Après son adhésion à l'Organisation mondiale du commerce en 2001, la Chine est rapidement devenue la première destination mondiale pour la délocalisation des installations de production, ce qui a permis aux géants de l'industrie manufacturière de tirer parti de l'immense réservoir de main-d'œuvre bon marché de la Chine, de réduire les coûts et d'accroître la rentabilité. Ce mouvement a été largement impulsé par de grandes sociétés de conseil en gestion telles que McKinsey & Co. et Bain & Co. Entre 1996 et 2016, le PIB de la Chine a augmenté de 1300 %, ce qui signifie l'arrivée sur la scène mondiale d'un nouvel acteur économique majeur, qui menace de plus en plus l'hégémonie des États-Unis.

Parallèlement à cette croissance économique, la Chine devient un rival militaire évident.
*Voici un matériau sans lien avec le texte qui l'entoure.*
//! Scoped resolution and request lifecycle management.
//!
//! A [`Scope`] lives for one unit of work. It caches scoped instances,
//! holds per-request seeded values, and owns the release hooks of
//! everything it built.

use std::collections::HashMap;
use std::sync::atomic::{AtomicBool, Ordering};
use std::sync::Arc;

use once_cell::sync::OnceCell;
use parking_lot::Mutex;

use super::{ResolverContext, ServiceProvider};
use crate::error::DiResult;
use crate::internal::{BoxFutureUnit, ChainLink, DisposeBag};
use crate::key::{key_of_trait, key_of_type, Key};
use crate::lifetime::Lifetime;
use crate::registration::{AnyArc, Registration};
use crate::traits::ResolverCore;

/// Scoped container for request-scoped resolution.
///
/// # Lifetime Behavior
///
/// - **Singleton**: resolved and cached in the root provider
/// - **Scoped**: resolved and cached within this scope
/// - **Transient**: built fresh on every resolution
///
/// Values seeded with [`insert_instance`](Self::insert_instance) shadow the
/// registry for this scope only.
///
/// # Examples
///
/// ```
/// use ferrous_web::{ServiceCollection, Resolver};
/// use std::sync::Arc;
///
/// struct DatabaseConnection(String);
/// struct UserService { db: Arc<DatabaseConnection> }
///
/// let mut collection = ServiceCollection::new();
/// collection.add_scoped_factory::<DatabaseConnection, _>(|_| {
///     Ok(DatabaseConnection("connection-123".to_string()))
/// });
/// collection.add_transient_factory::<UserService, _>(|resolver| {
///     Ok(UserService { db: resolver.get::<DatabaseConnection>()? })
/// });
///
/// let provider = collection.build();
/// let scope = provider.create_scope();
///
/// let user1 = scope.get::<UserService>().unwrap();
/// let user2 = scope.get::<UserService>().unwrap();
/// assert!(Arc::ptr_eq(&user1.db, &user2.db));
/// ```
pub struct Scope {
    root: ServiceProvider,
    scoped_cells: Box<[OnceCell<AnyArc>]>,
    locals: Mutex<HashMap<Key, AnyArc>>,
    disposers: Mutex<DisposeBag>,
    released: AtomicBool,
}

impl Scope {
    pub(crate) fn new(root: ServiceProvider) -> Self {
        let scoped_count = root.inner().registry.scoped_count;
        let scoped_cells = (0..scoped_count)
            .map(|_| OnceCell::new())
            .collect::<Vec<_>>()
            .into_boxed_slice();

        Self {
            root,
            scoped_cells,
            locals: Mutex::new(HashMap::new()),
            disposers: Mutex::new(DisposeBag::default()),
            released: AtomicBool::new(false),
        }
    }

    /// The root provider this scope was created from.
    pub fn provider(&self) -> &ServiceProvider {
        &self.root
    }

    /// Seeds a concrete value visible only to this scope.
    ///
    /// Resolution checks seeded values before the registry, so this also
    /// shadows any registration of `T`.
    ///
    /// ```
    /// use ferrous_web::{ServiceCollection, Resolver};
    ///
    /// struct TenantId(&'static str);
    ///
    /// let provider = ServiceCollection::new().build();
    /// let scope = provider.create_scope();
    /// scope.insert_instance(TenantId("acme"));
    /// assert_eq!(scope.get::<TenantId>().unwrap().0, "acme");
    /// assert!(provider.get::<TenantId>().is_err());
    /// ```
    pub fn insert_instance<T: Send + Sync + 'static>(&self, value: T) -> Arc<T> {
        let arc = Arc::new(value);
        self.locals
            .lock()
            .insert(key_of_type::<T>(), arc.clone() as AnyArc);
        arc
    }

    /// Seeds a trait implementation visible only to this scope.
    pub fn insert_trait_instance<T: ?Sized + Send + Sync + 'static>(&self, value: Arc<T>) {
        self.locals
            .lock()
            .insert(key_of_trait::<T>(), Arc::new(value) as AnyArc);
    }

    /// A value seeded with [`insert_instance`](Self::insert_instance), ignoring
    /// the registry.
    pub fn try_get_local<T: Send + Sync + 'static>(&self) -> Option<Arc<T>> {
        self.locals
            .lock()
            .get(&key_of_type::<T>())
            .and_then(|v| v.clone().downcast::<T>().ok())
    }

    /// Whether [`release`](Self::release) has already run.
    pub fn is_released(&self) -> bool {
        self.released.load(Ordering::Acquire)
    }

    /// Runs every release hook registered in this scope, exactly once.
    ///
    /// Async hooks run first, then sync hooks, each last-registered first.
    /// Later calls are no-ops.
    pub async fn release(&self) {
        if self.released.swap(true, Ordering::AcqRel) {
            return;
        }
        let bag = std::mem::take(&mut *self.disposers.lock());
        if !bag.is_empty() {
            tracing::trace!(hooks = bag.len(), "releasing scope");
        }
        bag.run_all().await;
    }

    /// Scoped resolution through the slot's `OnceCell`.
    #[inline(always)]
    fn resolve_scoped(&self, reg: &Registration, link: &ChainLink<'_>) -> DiResult<AnyArc> {
        let build = || {
            let ctx = ResolverContext::new(self, link);
            (reg.ctor)(&ctx)
        };
        match reg.scoped_slot {
            Some(slot) => {
                let cell = &self.scoped_cells[slot];
                if let Some(value) = cell.get() {
                    return Ok(value.clone());
                }
                cell.get_or_try_init(build).cloned()
            }
            None => build(),
        }
    }

    fn resolve_any_impl(&self, link: &ChainLink<'_>) -> DiResult<AnyArc> {
        let key = link.key();
        if let Some(seeded) = self.locals.lock().get(key) {
            return Ok(seeded.clone());
        }

        let reg = self
            .root
            .inner()
            .registry
            .get(key)
            .ok_or_else(|| link.not_found())?;
        match reg.lifetime {
            Lifetime::Singleton => self.root.resolve_singleton(reg, link),
            Lifetime::Scoped => self.resolve_scoped(reg, link),
            Lifetime::Transient => {
                let ctx = ResolverContext::new(self, link);
                (reg.ctor)(&ctx)
            }
        }
    }
}

impl ResolverCore for Scope {
    fn resolve_linked(&self, key: &Key, parent: Option<&ChainLink<'_>>) -> DiResult<AnyArc> {
        let link = ChainLink::enter(key, parent)?;
        self.root
            .inner()
            .observers
            .observe(key, || self.resolve_any_impl(&link))
    }

    fn push_sync_disposer(&self, f: Box<dyn FnOnce() + Send>) {
        self.disposers.lock().push_sync(f);
    }

    fn push_async_disposer(&self, f: Box<dyn FnOnce() -> BoxFutureUnit + Send>) {
        self.disposers.lock().push_async(f);
    }
}

impl Drop for Scope {
    fn drop(&mut self) {
        if *self.released.get_mut() {
            return;
        }
        let bag = std::mem::take(self.disposers.get_mut());
        if bag.is_empty() {
            return;
        }

        match tokio::runtime::Handle::try_current() {
            Ok(handle) => {
                handle.spawn(bag.run_all());
            }
            Err(_) => {
                let mut bag = bag;
                if bag.has_async() {
                    tracing::warn!(
                        "scope dropped outside a tokio runtime; async release hooks skipped"
                    );
                }
                bag.run_all_sync_reverse();
            }
        }
    }
}
//! Resolver traits for capability resolution.

use std::sync::Arc;

use crate::error::{DiError, DiResult};
use crate::internal::{BoxFutureUnit, ChainLink};
use crate::key::{key_of_trait, key_of_type, Key};
use crate::registration::AnyArc;
use crate::traits::{AsyncDispose, Dispose};

/// Object-safe resolution core.
///
/// Implemented by [`ServiceProvider`](crate::ServiceProvider),
/// [`Scope`](crate::Scope) and [`ResolverContext`](crate::ResolverContext).
/// Most callers use the generic [`Resolver`] methods instead.
pub trait ResolverCore: Send + Sync {
    /// Resolves `key`, continuing the resolution chain ending at `parent`.
    ///
    /// Top-level calls pass `None`; factories resolve through a
    /// [`ResolverContext`](crate::ResolverContext), which supplies its own
    /// chain.
    fn resolve_linked(&self, key: &Key, parent: Option<&ChainLink<'_>>) -> DiResult<AnyArc>;

    /// Resolves `key` as the start of a new chain.
    fn resolve_any(&self, key: &Key) -> DiResult<AnyArc> {
        self.resolve_linked(key, None)
    }

    /// Registers a synchronous release hook with the owner of this resolver.
    fn push_sync_disposer(&self, f: Box<dyn FnOnce() + Send>);

    /// Registers an asynchronous release hook with the owner of this resolver.
    fn push_async_disposer(&self, f: Box<dyn FnOnce() -> BoxFutureUnit + Send>);
}

/// Typed resolution API over [`ResolverCore`].
///
/// # Examples
///
/// ```
/// use ferrous_web::{ServiceCollection, Resolver};
/// use std::sync::Arc;
///
/// trait Clock: Send + Sync {
///     fn now(&self) -> u64;
/// }
///
/// struct FixedClock;
/// impl Clock for FixedClock {
///     fn now(&self) -> u64 { 1_700_000_000 }
/// }
///
/// let mut services = ServiceCollection::new();
/// services.add_singleton(42usize);
/// services.add_singleton_trait::<dyn Clock>(Arc::new(FixedClock));
///
/// let provider = services.build();
/// assert_eq!(*provider.get::<usize>().unwrap(), 42);
/// assert_eq!(provider.get_trait::<dyn Clock>().unwrap().now(), 1_700_000_000);
/// ```
pub trait Resolver: ResolverCore {
    /// Resolves a concrete capability.
    fn get<T: 'static + Send + Sync>(&self) -> DiResult<Arc<T>> {
        let any = self.resolve_any(&key_of_type::<T>())?;
        any.downcast::<T>()
            .map_err(|_| DiError::TypeMismatch(std::any::type_name::<T>()))
    }

    /// Resolves a trait capability.
    ///
    /// Trait instances are stored as `Arc<Arc<dyn Trait>>` inside the
    /// type-erased slot.
    fn get_trait<T: ?Sized + 'static + Send + Sync>(&self) -> DiResult<Arc<T>> {
        let any = self.resolve_any(&key_of_trait::<T>())?;
        any.downcast::<Arc<T>>()
            .map(|boxed| (*boxed).clone())
            .map_err(|_| DiError::TypeMismatch(std::any::type_name::<T>()))
    }

    /// Resolves a concrete capability, treating "not registered" as `None`.
    ///
    /// Only a missing `T` itself maps to `None`; a missing transitive
    /// dependency of `T` is still an error.
    fn try_get<T: 'static + Send + Sync>(&self) -> DiResult<Option<Arc<T>>> {
        match self.get::<T>() {
            Ok(v) => Ok(Some(v)),
            Err(DiError::NotFound { name, .. }) if name == std::any::type_name::<T>() => Ok(None),
            Err(e) => Err(e),
        }
    }

    /// Releases `service` when the owner of this resolver is released.
    fn register_disposer<T>(&self, service: Arc<T>)
    where
        T: Dispose,
    {
        self.push_sync_disposer(Box::new(move || service.dispose()));
    }

    /// Releases `service` asynchronously when the owner is released.
    fn register_async_disposer<T>(&self, service: Arc<T>)
    where
        T: AsyncDispose,
    {
        self.push_async_disposer(Box::new(move || {
            Box::pin(async move { service.dispose().await })
        }));
    }
}

impl<R: ResolverCore + ?Sized> Resolver for R {}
Elle a réagi aux invasions militaires américaines au Kosovo, en Afghanistan et en Irak et en a tiré des enseignements. Selon un certain nombre d'analystes asiatiques et américains, ces interventions ont poussé la Chine à passer d'une armée fondée sur le nombre - qui a diminué de plus d'un million de soldats au cours des dernières décennies - à une armée fondée sur la qualité - par exemple, le tonnage annuel produit par le secteur chinois de la construction navale est passé de 1 million en 1996 à 39 millions en 2011, ce qui lui donne la capacité d'étendre son infrastructure navale pour rivaliser avec celle des États-Unis dès 2027.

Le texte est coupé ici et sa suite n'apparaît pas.